Realtime Search: Solr vs Elasticsearch

Realtime Search: Solr vs Elasticsearch | Socialcast Engineering
Realtime Search: Solr vs Elasticsearch
Ryan SonnekRyan Sonnek
Tuesday May 31st, 2011 by Ryan Sonnek
19 comments
Tweet
What is Elasticsearch?

Elasticsearch is REST based, distributed search engine powered by the excellent Lucene library. The built in JSON + HTTP API provides an elegant platform perfect for integrating with (ex: the elastic_searchable ruby gem). It’s simple, scalable and “cool, bonsai cool“.
Why is it better than Solr?

First of all, let’s set the record straight: Solr is fast. I’m serious…it’s really fast! Solr is the defacto search engine for a reason. It’s stable, reliable and out of the box, it outperforms nearly every search solution for basic vanilla searches (including Elasticsearch).

Unfortunately, it is really easy to break Solr as well. All it takes is to performing searches while concurrently updating the index with new content. This is a pretty serious problem if you need to update your search index regularly.

Now throw a few million documents into the index and Solr will be buckling at the knees while Elasticsearch doesn’t break a sweat!

It is painfully apparent that Solr’s architecture was not built for realtime search applications. The demands of realtime web applications require delivery of updates in near realtime as new content is generated by users. The distributed nature of Elasticsearch allows it to keep up with concurrent search + index requests without skipping a beat.
Realworld Results…

After transitioning our search infrastructure from Solr to Elasticsearch, we saw an instant ~50x improvement in search performance!
And now for something a bit more interesting…

The typical realtime search architecture goes something like this:

index user content into the search engine
perform set of queries against search engine to determine if content matches particular criteria
perform specific logic notifying registered channels that new content is available

Elasticsearch can support this model quite well, but it also offers a feature that turns this entire workflow on it’s head.
Introducing: Percolation!

Elasticsearch percolation is similar to webhooks. The idea is to have Elasticsearch notify your application when new content matches your filters instead of having to constantly poll the search engine to check for new updates.

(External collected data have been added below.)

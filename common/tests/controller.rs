mod common;

use common::*;
use nalgebra::Vector3;
use voxelite_common::{
    physics::{
        camera::PlayerController,
        raycast::RayCaster,
        simulation::{MovementMode, PhysicsSystem},
    },
    player::{MovementPolicy, PlayerInput},
    world::BlockPos,
    PhysicsError,
};

fn runway() -> voxelite_common::world::BlockStore {
    let blocks: Vec<_> = (-5..=0).map(|z| (0, 0, z)).collect();
    store(&blocks)
}

#[test]
fn walks_where_the_camera_looks() {
    let physics = PhysicsSystem::default();
    let world = runway();
    let mut controller = PlayerController::new(MovementPolicy::default()).unwrap();
    let mut player = player_at(0.0, 0.5, 0.0);
    settle(&physics, &mut player, &world, 10);

    let forward = PlayerInput {
        key_move_forward: true,
        ..PlayerInput::default()
    };
    for _ in 0..30 {
        controller.update(&mut player, &forward, DT, &physics, &world).unwrap();
        assert!(player.is_on_ground());
    }
    assert!((player.position().z + 2.5).abs() < 1e-6);
    assert!(player.position().x.abs() < 1e-6);

    // Releasing the keys stops the player
    controller.update(&mut player, &PlayerInput::default(), DT, &physics, &world).unwrap();
    assert_eq!(player.velocity(), Vector3::zeros());
}

#[test]
fn jump_key_jumps_once() {
    let physics = PhysicsSystem::default();
    let world = runway();
    let mut controller = PlayerController::new(MovementPolicy::default()).unwrap();
    let mut player = player_at(0.0, 0.5, 0.0);
    settle(&physics, &mut player, &world, 10);

    let jump = PlayerInput {
        jump_pressed: true,
        ..PlayerInput::default()
    };
    controller.update(&mut player, &jump, DT, &physics, &world).unwrap();
    assert!(!player.is_on_ground());
    let vy = player.velocity().y;
    assert!(vy > 6.0 && vy < 7.0);

    // No double jump
    controller.update(&mut player, &jump, DT, &physics, &world).unwrap();
    assert!(player.velocity().y < vy);
}

#[test]
fn flight_ends_when_landing() {
    let physics = PhysicsSystem::default();
    let world = runway();
    let mut controller = PlayerController::new(MovementPolicy::default()).unwrap();
    let mut player = player_at(0.0, 0.5, 0.0);
    settle(&physics, &mut player, &world, 10);

    controller.toggle_flight(&mut player);
    assert_eq!(controller.mode(), MovementMode::Flight);
    assert!(!player.is_on_ground());

    let up = PlayerInput {
        key_move_up: true,
        ..PlayerInput::default()
    };
    for _ in 0..30 {
        controller.update(&mut player, &up, DT, &physics, &world).unwrap();
    }
    assert!((player.position().y - 4.5).abs() < 1e-6);

    // Hovering: no gravity while flying
    for _ in 0..30 {
        controller.update(&mut player, &PlayerInput::default(), DT, &physics, &world).unwrap();
    }
    assert!((player.position().y - 4.5).abs() < 1e-6);
    assert_eq!(controller.mode(), MovementMode::Flight);

    let down = PlayerInput {
        key_move_down: true,
        ..PlayerInput::default()
    };
    for _ in 0..60 {
        controller.update(&mut player, &down, DT, &physics, &world).unwrap();
        if controller.mode() == MovementMode::Normal {
            break;
        }
    }
    assert_eq!(controller.mode(), MovementMode::Normal);
    assert!(player.is_on_ground());
    assert!(approx(player.position().y, 0.5));
}

#[test]
fn mouse_turns_the_camera() {
    let physics = PhysicsSystem::default();
    let world = runway();
    let mut controller = PlayerController::new(MovementPolicy::default()).unwrap();
    let mut player = player_at(0.0, 0.5, 0.0);
    let look = PlayerInput {
        mouse_delta: (900.0, -300.0),
        ..PlayerInput::default()
    };
    controller.update(&mut player, &look, DT, &physics, &world).unwrap();
    assert!((controller.camera.yaw() - 0.0).abs() < 1e-9);
    assert!((controller.camera.pitch() + 30.0).abs() < 1e-9);
}

#[test]
fn place_and_break_blocks_under_the_crosshair() {
    let physics = PhysicsSystem::default();
    let mut world = runway();
    let mut controller = PlayerController::new(MovementPolicy::default()).unwrap();
    let mut player = player_at(0.0, 0.5, 0.0);
    settle(&physics, &mut player, &world, 10);
    let caster = RayCaster::default();

    // Looking at the feet: the block would be placed inside the player
    controller.camera.set_pitch(-89.0);
    let hit = caster
        .select(player.eye_position(), controller.camera.direction(), &world)
        .unwrap();
    assert_eq!(hit.block, BlockPos::from((0, 0, 0)));
    let target = hit.placement_position().unwrap();
    assert_eq!(target, BlockPos::from((0, 1, 0)));
    assert_eq!(
        world.place_block(target, player.aabb()),
        Err(PhysicsError::CollidesWithPlayer(target))
    );

    // Looking ahead and down
    controller.camera.set_pitch(-45.0);
    let hit = caster
        .select(player.eye_position(), controller.camera.direction(), &world)
        .unwrap();
    assert_eq!(hit.block, BlockPos::from((0, 0, -2)));
    let target = hit.placement_position().unwrap();
    assert_eq!(target, BlockPos::from((0, 1, -2)));
    assert_eq!(world.place_block(target, player.aabb()), Ok(()));

    // The new block is now the one selected
    let hit = caster
        .select(player.eye_position(), controller.camera.direction(), &world)
        .unwrap();
    assert_eq!(hit.block, target);
    assert_eq!(world.break_block(hit.block), Ok(()));
    assert!(!world.contains(target));
}

#[test]
fn taking_off_from_the_ground_keeps_flying() {
    let physics = PhysicsSystem::default();
    let world = runway();
    let mut controller = PlayerController::new(MovementPolicy::default()).unwrap();
    let mut player = player_at(0.0, 0.5, 0.0);
    settle(&physics, &mut player, &world, 10);

    controller.toggle_flight(&mut player);
    let forward = PlayerInput {
        key_move_forward: true,
        ..PlayerInput::default()
    };
    for _ in 0..10 {
        controller.update(&mut player, &forward, DT, &physics, &world).unwrap();
        assert_eq!(controller.mode(), MovementMode::Flight);
    }
    // Still skimming the runway
    assert!(approx(player.position().y, 0.5));
    assert!(player.position().z < -1.0);

    // Pressing down against the floor is a landing
    let down = PlayerInput {
        key_move_down: true,
        ..PlayerInput::default()
    };
    controller.update(&mut player, &down, DT, &physics, &world).unwrap();
    assert_eq!(controller.mode(), MovementMode::Normal);
}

The new workflow looks like this:

register specific query (percolation) in Elasticsearch
index new content (passing a flag to trigger percolation)
the response to the indexing operation will contain the matched percolations

This is the perfect architecture for realtime search and a true gamechanger.
The Bottom Line

Solr may be the weapon of choice when building standard search applications, but Elasticsearch takes it to the next level with an architecture for creating modern realtime search applications. Percolation is an exciting and innovative feature that singlehandedly blows Solr right out of the water. Elasticsearch is scalable, speedy and a dream to integrate with. Adios Solr, it was nice knowing you.
Tagged: search
Comments

David says:

Cool article. Now, i know why I love ES ! ;-)
Commented on May 31, 2011
jrawlings says:

Was the ‘Search Fresh Index while Idle’ performed against an elasticsearch 5 shard index (the default setup for a newly created index) or a single shard index?
Commented on May 31, 2011
Ryan Sonnek
Ryan Sonnek says:

@jrawlings these benchmarks are for the “out of the box” vanilla install of Elasticsearch and Solr so yes, this is using the 5 shard index setting.
Commented on May 31, 2011
umad says:

Elasticsearch is a peach, when it doesn’t break. I’ve had so many nightmares trying to recover from a broken elasticsearch cluster that I wouldn’t recommend it to anyone.

I guess for small sites it’s ok. For serious business, I’ll stick with solr.

It would be nice to see a comparison with riaksearch as well.
Commented on May 31, 2011
Ryan Sonnek
Ryan Sonnek says:

@umad in our experience, the exact opposite is true. We pushed Solr so hard to try and support realtime search that we constantly had to deal with Java out of memory issues. Elasticsearch is much more stable (even for a beta application) and runs *so* much smoother.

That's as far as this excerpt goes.